Tant mieux ! clou martelé n’entre que plus avant !


Le malheur, c’est que, si je vais au théâtre, au lieu de lire des poésies patriotiques au coin de mon feu, et si toute une troupe d’acteurs me représente des personnages divers, je veux croire que ces personnages existent : point d’illusion, point d’émotion. Jahel et fils, cette raison sociale d’une entreprise patriotique, ne m’émeut pas.

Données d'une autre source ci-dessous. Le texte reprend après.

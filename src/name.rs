//! Hierarchical binding names
//!
//! A `Name` is an immutable, ordered list of path segments written as
//! `a/b/c`. Segments are validated once at construction.

use std::fmt;
use std::str::FromStr;
use std::sync::Arc;

use once_cell::sync::Lazy;
use regex::Regex;
use serde::{Deserialize, Deserializer, Serialize, Serializer};

use crate::error::{BinderError, Result};

/// Separator between segments
pub const SEPARATOR: char = '/';

static SEGMENT: Lazy<Regex> =
    Lazy::new(|| Regex::new(r"^[A-Za-z0-9][A-Za-z0-9._-]*$").expect("segment regex is valid"));

/// Strongly-typed hierarchical name
///
/// Guarantees:
/// - At least one segment
/// - Every segment matches `[A-Za-z0-9][A-Za-z0-9._-]*`
#[derive(Debug, Clone, PartialEq, Eq, Hash, PartialOrd, Ord)]
pub struct Name {
    segments: Arc<[Arc<str>]>,
}

impl Name {
    /// Parse a `/`-separated name
    pub fn parse(raw: &str) -> Result<Self> {
        if raw.is_empty() {
            return Err(invalid(raw, "name cannot be empty"));
        }
        Self::from_segments(raw.split(SEPARATOR)).map_err(|e| match e {
            BinderError::InvalidName { reason, .. } => invalid(raw, &reason),
            other => other,
        })
    }

    /// Build a name from individual segments
    pub fn from_segments<I, S>(segments: I) -> Result<Self>
    where
        I: IntoIterator<Item = S>,
        S: AsRef<str>,
    {
        let segments = segments
            .into_iter()
            .map(|s| validate_segment(s.as_ref()).map(Arc::from))
            .collect::<Result<Vec<Arc<str>>>>()?;

        if segments.is_empty() {
            return Err(invalid("", "name cannot be empty"));
        }
        Ok(Self {
            segments: segments.into(),
        })
    }

    /// Child name: `self/segment`
    pub fn append(&self, segment: &str) -> Result<Self> {
        let child = Name::parse(segment)?;
        let segments: Vec<Arc<str>> = self
            .segments
            .iter()
            .chain(child.segments.iter())
            .cloned()
            .collect();
        Ok(Self {
            segments: segments.into(),
        })
    }

    pub fn segments(&self) -> impl Iterator<Item = &str> {
        self.segments.iter().map(|s| s.as_ref())
    }

    /// Last segment
    pub fn leaf(&self) -> &str {
        // from_segments rejects empty names
        self.segments.last().map(|s| s.as_ref()).unwrap_or_default()
    }

    /// Number of segments
    pub fn depth(&self) -> usize {
        self.segments.len()
    }

    /// Whole-segment prefix test: `env/jdbc` is under `env`, `envelope` is not
    pub fn starts_with(&self, prefix: &Name) -> bool {
        self.segments.starts_with(&prefix.segments)
    }
}

fn validate_segment(segment: &str) -> Result<&str> {
    if segment.is_empty() {
        return Err(invalid(segment, "empty segment"));
    }
    if !SEGMENT.is_match(segment) {
        return Err(invalid(
            segment,
            &format!("segment '{}' contains invalid characters", segment),
        ));
    }
    Ok(segment)
}

fn invalid(name: &str, reason: &str) -> BinderError {
    BinderError::InvalidName {
        name: name.to_string(),
        reason: reason.to_string(),
    }
}

impl fmt::Display for Name {
    fn fmt(&self, f: &mut fmt::Formatter<'_>) -> fmt::Result {
        for (i, segment) in self.segments.iter().enumerate() {
            if i > 0 {
                write!(f, "{}", SEPARATOR)?;
            }
            f.write_str(segment)?;
        }
        Ok(())
    }
}

impl FromStr for Name {
    type Err = BinderError;

    fn from_str(s: &str) -> Result<Self> {
        Name::parse(s)
    }
}

impl TryFrom<&str> for Name {
    type Error = BinderError;

    fn try_from(s: &str) -> Result<Self> {
        Name::parse(s)
    }
}

impl Serialize for Name {
    fn serialize<S: Serializer>(&self, serializer: S) -> std::result::Result<S::Ok, S::Error> {
        serializer.collect_str(self)
    }
}

impl<'de> Deserialize<'de> for Name {
    fn deserialize<D>(deserializer: D) -> std::result::Result<Self, D::Error>
    where
        D: Deserializer<'de>,
    {
        let raw = String::deserialize(deserializer)?;
        Name::parse(&raw).map_err(serde::de::Error::custom)
    }
}

#[cfg(test)]
mod tests {
    use super::*;

    #[test]
    fn parse_single_segment() {
        let name = Name::parse("global-binding").unwrap();
        assert_eq!(name.depth(), 1);
        assert_eq!(name.leaf(), "global-binding");
        assert_eq!(name.to_string(), "global-binding");
    }

    #[test]
    fn parse_nested_path() {
        let name = Name::parse("env/jdbc/orders.db").unwrap();
        assert_eq!(name.segments().collect::<Vec<_>>(), ["env", "jdbc", "orders.db"]);
        assert!(name.starts_with(&Name::parse("env/jdbc").unwrap()));
        assert!(!name.starts_with(&Name::parse("en").unwrap()));
    }

    #[test]
    fn rejects_empty_and_malformed() {
        assert!(matches!(Name::parse(""), Err(BinderError::InvalidName { .. })));
        assert!(Name::parse("a//b").is_err());
        assert!(Name::parse("/leading").is_err());
        assert!(Name::parse("trailing/").is_err());
        assert!(Name::parse("has space").is_err());
        assert!(Name::parse("-dash-first").is_err());
    }

    #[test]
    fn invalid_name_reports_full_input() {
        match Name::parse("ok/bad segment") {
            Err(BinderError::InvalidName { name, reason }) => {
                assert_eq!(name, "ok/bad segment");
                assert!(reason.contains("bad segment"));
            }
            other => panic!("expected InvalidName, got {:?}", other),
        }
    }

    #[test]
    fn append_builds_child() {
        let base = Name::parse("env").unwrap();
        let child = base.append("mail/session").unwrap();
        assert_eq!(child.to_string(), "env/mail/session");
        assert_eq!(child.depth(), 3);
        assert!(base.append("").is_err());
    }

    #[test]
    fn equal_names_hash_equal() {
        use std::collections::HashSet;
        let mut set = HashSet::new();
        set.insert(Name::parse("a/b").unwrap());
        assert!(set.contains(&Name::from_segments(["a", "b"]).unwrap()));
    }

    #[test]
    fn serde_as_string() {
        let name: Name = serde_yaml::from_str("\"app/greeting\"").unwrap();
        assert_eq!(name.to_string(), "app/greeting");
        assert_eq!(serde_json::to_string(&name).unwrap(), "\"app/greeting\"");
        assert!(serde_yaml::from_str::<Name>("\"bad name\"").is_err());
    }
}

J’aperçois bien sur la scène d’autres figures que celles-là : Jean, fils de Jahel, qui, entre les cinq, je le reconnais, a le principal rôle; Antiochus, et enfin sa fille. Mais Jahel toute seule, dans une foule, suffirait à m’avertir que cette foule n’est pas composée d’êtres humains; Jahel, dans une histoire, me prévient que cette histoire est un conte. Point de terreur ni de pitié; Jahel me rassure et me glace : rien de tout cela n’est arrivé. Aussi bien, regardés à part, ces compagnons de Jahel sont creux et vides; ce ne sont que les silhouettes nécessaires à l’action, et dont les traits ne sont guère plus nouveaux ni plus particuliers que cette action même. Jean, peut-être, est plus près que les autres d’obtenir un caractère: dernier rejeton d’une race héroïque, faible et attendri, martyr d’une cause dont il doute, il a quelque velléité d’être original ; mais l’auteur ne prend pas le temps de l’y aider. Au demeurant, il n’est que le jeune premier traditionnel en pareille affaire, une main tendue vers sa patrie, une autre vers sa belle, et qui reste ainsi, les bras en balancier, jusqu’à l’heure de la culbute finale. De même, la fille d’Antiochus n’est que la jeune première bien connue, plantée entre son père, l’oppresseur, et son amoureux, le patriote. Et Antiochus lui-même n’est que cet oppresseur oscillant de l’amour paternel au devoir de l’homme d’état. Ainsi toutes les formes, dans ce tableau, sont impersonnelles. Si l’usage n’était que l’affiche porte des noms propres, Mlle Arnaud aurait pu simplement y inscrire, en guise de liste des personnages : la Mère patriote, son Fils, l’Oppresseur, sa Fille.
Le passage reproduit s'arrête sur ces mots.